## Your goal
Please take the lines from the one holding "(handle.done.clone(), Arc::clone(&handle.state))" through the one holding "has not finished" in the data below and copy them exactly.

(Stored data entries)
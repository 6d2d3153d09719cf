//! Rollout controller
//!
//! The control surface callers use: start a rollout, read its status, abort
//! it, wait for it to finish. Each rollout runs as its own tokio task.
//!
//! At most one rollout may be active per environment. The environment lease
//! is taken before the task is spawned and released when the task ends, so a
//! second request for a busy environment is rejected, never queued.
//!
//! Finished rollouts stay queryable until `finished_retention` newer ones
//! have finished; after that only the history log remembers them.

use crate::config::ReconcilerConfig;
use crate::error::{ConfigError, ControlError};
use crate::history::HistoryEntry;
use crate::orchestrator::{Collaborators, DeploymentOrchestrator};
use crate::types::{DeploymentRequest, Environment, RolloutId, RolloutState};
use dashmap::mapref::entry::Entry;
use dashmap::DashMap;
use parking_lot::{Mutex, RwLock};
use std::collections::VecDeque;
use std::sync::Arc;
use tokio::sync::watch;

/// Live handle on one rollout
#[derive(Debug)]
struct RolloutHandle {
    state: Arc<RwLock<RolloutState>>,
    cancel: watch::Sender<bool>,
    done: watch::Receiver<bool>,
}

/// Releases an environment when its rollout task ends (or unwinds)
struct EnvironmentLease {
    leases: Arc<DashMap<Environment, RolloutId>>,
    environment: Environment,
    id: RolloutId,
}

impl Drop for EnvironmentLease {
    fn drop(&mut self) {
        self.leases
            .remove_if(&self.environment, |_, active| *active == self.id);
    }
}

/// Live and recently finished rollouts
#[derive(Debug)]
struct Registry {
    rollouts: DashMap<RolloutId, RolloutHandle>,
    finished: Mutex<VecDeque<RolloutId>>,
    retention: usize,
}

impl Registry {
    /// Record `id` as finished and evict whatever falls out of retention
    fn retire(&self, id: RolloutId) {
        let evicted: Vec<RolloutId> = {
            let mut finished = self.finished.lock();
            finished.push_back(id);
            let excess = finished.len().saturating_sub(self.retention);
            finished.drain(..excess).collect()
        };
        for old in evicted {
            self.rollouts.remove(&old);
            tracing::debug!(rollout_id = %old, "Finished rollout evicted");
        }
    }

    fn forget(&self, id: RolloutId) {
        self.rollouts.remove(&id);
        self.finished.lock().retain(|f| *f != id);
    }
}

/// Entry point for starting and supervising rollouts
pub struct RolloutController {
    config: ReconcilerConfig,
    deps: Collaborators,
    leases: Arc<DashMap<Environment, RolloutId>>,
    registry: Arc<Registry>,
}

impl std::fmt::Debug for RolloutController {
    fn fmt(&self, f: &mut std::fmt::Formatter<'_>) -> std::fmt::Result {
        f.debug_struct("RolloutController")
            .field("active", &self.leases.len())
            .field("rollouts", &self.registry.rollouts.len())
            .finish_non_exhaustive()
    }
}

impl RolloutController {
    /// Create controller
    ///
    /// Rollouts the history log reports as abandoned are logged; they are
    /// never resumed.
    ///
    /// # Errors
    /// Returns `ConfigError::Invalid` if the configuration is unusable.
    pub fn new(config: ReconcilerConfig, deps: Collaborators) -> Result<Self, ConfigError> {
        config.validate()?;

        for entry in deps.history.abandoned() {
            tracing::warn!(
                rollout_id = %entry.id,
                environment = %entry.environment,
                artifact = %entry.artifact,
                started_at = %entry.started_at,
                "Rollout abandoned in flight, reconcile manually"
            );
        }

        let registry = Arc::new(Registry {
            rollouts: DashMap::new(),
            finished: Mutex::new(VecDeque::new()),
            retention: config.finished_retention,
        });
        Ok(Self {
            config,
            deps,
            leases: Arc::new(DashMap::new()),
            registry,
        })
    }

    /// Start a rollout
    ///
    /// Must be called from within a tokio runtime.
    ///
    /// # Errors
    /// - `ControlError::Validation` if the request is malformed (no side effects)
    /// - `ControlError::RolloutInProgress` if the environment is busy
    pub fn start_rollout(&self, request: DeploymentRequest) -> Result<RolloutId, ControlError> {
        request.validate()?;

        let id = RolloutId::new();
        let environment = request.environment.clone();
        match self.leases.entry(environment.clone()) {
            Entry::Occupied(active) => {
                tracing::info!(
                    environment = %environment,
                    active = %active.get(),
                    "Rollout rejected, environment busy"
                );
                return Err(ControlError::RolloutInProgress {
                    environment: environment.to_string(),
                    active: *active.get(),
                });
            }
            Entry::Vacant(slot) => {
                slot.insert(id);
            }
        }
        let lease = EnvironmentLease {
            leases: Arc::clone(&self.leases),
            environment,
            id,
        };

        let state = Arc::new(RwLock::new(RolloutState::new(id, request)));
        let (cancel_tx, cancel_rx) = watch::channel(false);
        let (done_tx, done_rx) = watch::channel(false);
        let orchestrator = DeploymentOrchestrator::new(
            self.config.clone(),
            self.deps.clone(),
            Arc::clone(&state),
            cancel_rx,
        );

        self.registry.rollouts.insert(
            id,
            RolloutHandle {
                state,
                cancel: cancel_tx,
                done: done_rx,
            },
        );

        let registry = Arc::clone(&self.registry);
        tokio::spawn(async move {
            let final_state = orchestrator.run().await;
            drop(lease);
            tracing::debug!(rollout_id = %final_state.id, phase = %final_state.phase, "Rollout task done");
            done_tx.send_replace(true);
            registry.retire(final_state.id);
        });

        Ok(id)
    }

    /// Current state of a rollout
    ///
    /// # Errors
    /// Returns `ControlError::NotFound` for an unknown or evicted id; see
    /// [`RolloutController::archived`] for evicted ones.
    pub fn status(&self, id: RolloutId) -> Result<RolloutState, ControlError> {
        self.registry
            .rollouts
            .get(&id)
            .map(|handle| handle.state.read().clone())
            .ok_or(ControlError::NotFound(id))
    }

    /// Request operator cancellation
    ///
    /// The rollout reaches `ABORTED` at its next phase boundary or
    /// observation tick; use [`RolloutController::wait`] to observe it.
    ///
    /// # Errors
    /// - `ControlError::NotFound` for an unknown id
    /// - `ControlError::AlreadyFinished` if the rollout is terminal
    pub fn abort(&self, id: RolloutId) -> Result<(), ControlError> {
        let handle = self
            .registry
            .rollouts
            .get(&id)
            .ok_or(ControlError::NotFound(id))?;
        let phase = handle.state.read().phase;
        if phase.is_terminal() {
            return Err(ControlError::AlreadyFinished { id, phase });
        }

        tracing::info!(rollout_id = %id, phase = %phase, "Abort requested");
        handle.cancel.send_replace(true);
        Ok(())
    }

    /// Wait for a rollout to reach a terminal phase
    ///
    /// # Errors
    /// - `ControlError::NotFound` for an unknown id
    /// - `ControlError::TaskFailed` if the rollout task died without finishing
    pub async fn wait(&self, id: RolloutId) -> Result<RolloutState, ControlError> {
        let (mut done, state) = {
            let handle = self
                .registry
                .rollouts
                .get(&id)
                .ok_or(ControlError::NotFound(id))?;
            (handle.done.clone(), Arc::clone(&handle.state))
        };

        done.wait_for(|finished| *finished)
            .await
            .map_err(|_| ControlError::TaskFailed(format!("rollout {id} task ended unexpectedly")))?;
        let snapshot = state.read().clone();
        Ok(snapshot)
    }

    /// Drop a finished rollout from the registry
    ///
    /// # Errors
    /// - `ControlError::NotFound` for an unknown id
    /// - `ControlError::StillActive` if the rollout has not finished
    pub fn forget(&self, id: RolloutId) -> Result<(), ControlError> {
        let phase = self
            .registry
            .rollouts
            .get(&id)
            .map(|handle| handle.state.read().phase)
            .ok_or(ControlError::NotFound(id))?;
        if !phase.is_terminal() {
            return Err(ControlError::StillActive { id, phase });
        }
        self.registry.forget(id);
        Ok(())
    }

    /// History record of a rollout, including evicted ones
    #[must_use]
    pub fn archived(&self, id: RolloutId) -> Option<HistoryEntry> {
        self.deps.history.get(id)
    }

    /// Active rollout for an environment, if any
    #[must_use]
    pub fn active(&self, environment: &Environment) -> Option<RolloutId> {
        self.leases.get(environment).map(|id| *id)
    }

    /// Active and retained rollouts, oldest first
    #[must_use]
    pub fn list(&self) -> Vec<RolloutState> {
        let mut states: Vec<RolloutState> = self
            .registry
            .rollouts
            .iter()
            .map(|entry| entry.value().state.read().clone())
            .collect();
        states.sort_by_key(|s| s.id);
        states
    }

    /// Effective configuration
    #[inline]
    #[must_use]
    pub fn config(&self) -> &ReconcilerConfig {
        &self.config
    }

    /// Shared collaborators
    #[inline]
    #[must_use]
    pub fn collaborators(&self) -> &Collaborators {
        &self.deps
    }
}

## Your response
            (handle.done.clone(), Arc::clone(&handle.state))
        };

        done.wait_for(|finished| *finished)
            .await
            .map_err(|_| ControlError::TaskFailed(format!("rollout {id} task ended unexpectedly")))?;
        let snapshot = state.read().clone();
        Ok(snapshot)
    }

    /// Drop a finished rollout from the registry
    ///
    /// # Errors
    /// - `ControlError::NotFound` for an unknown id
    /// - `ControlError::StillActive` if the rollout has not finished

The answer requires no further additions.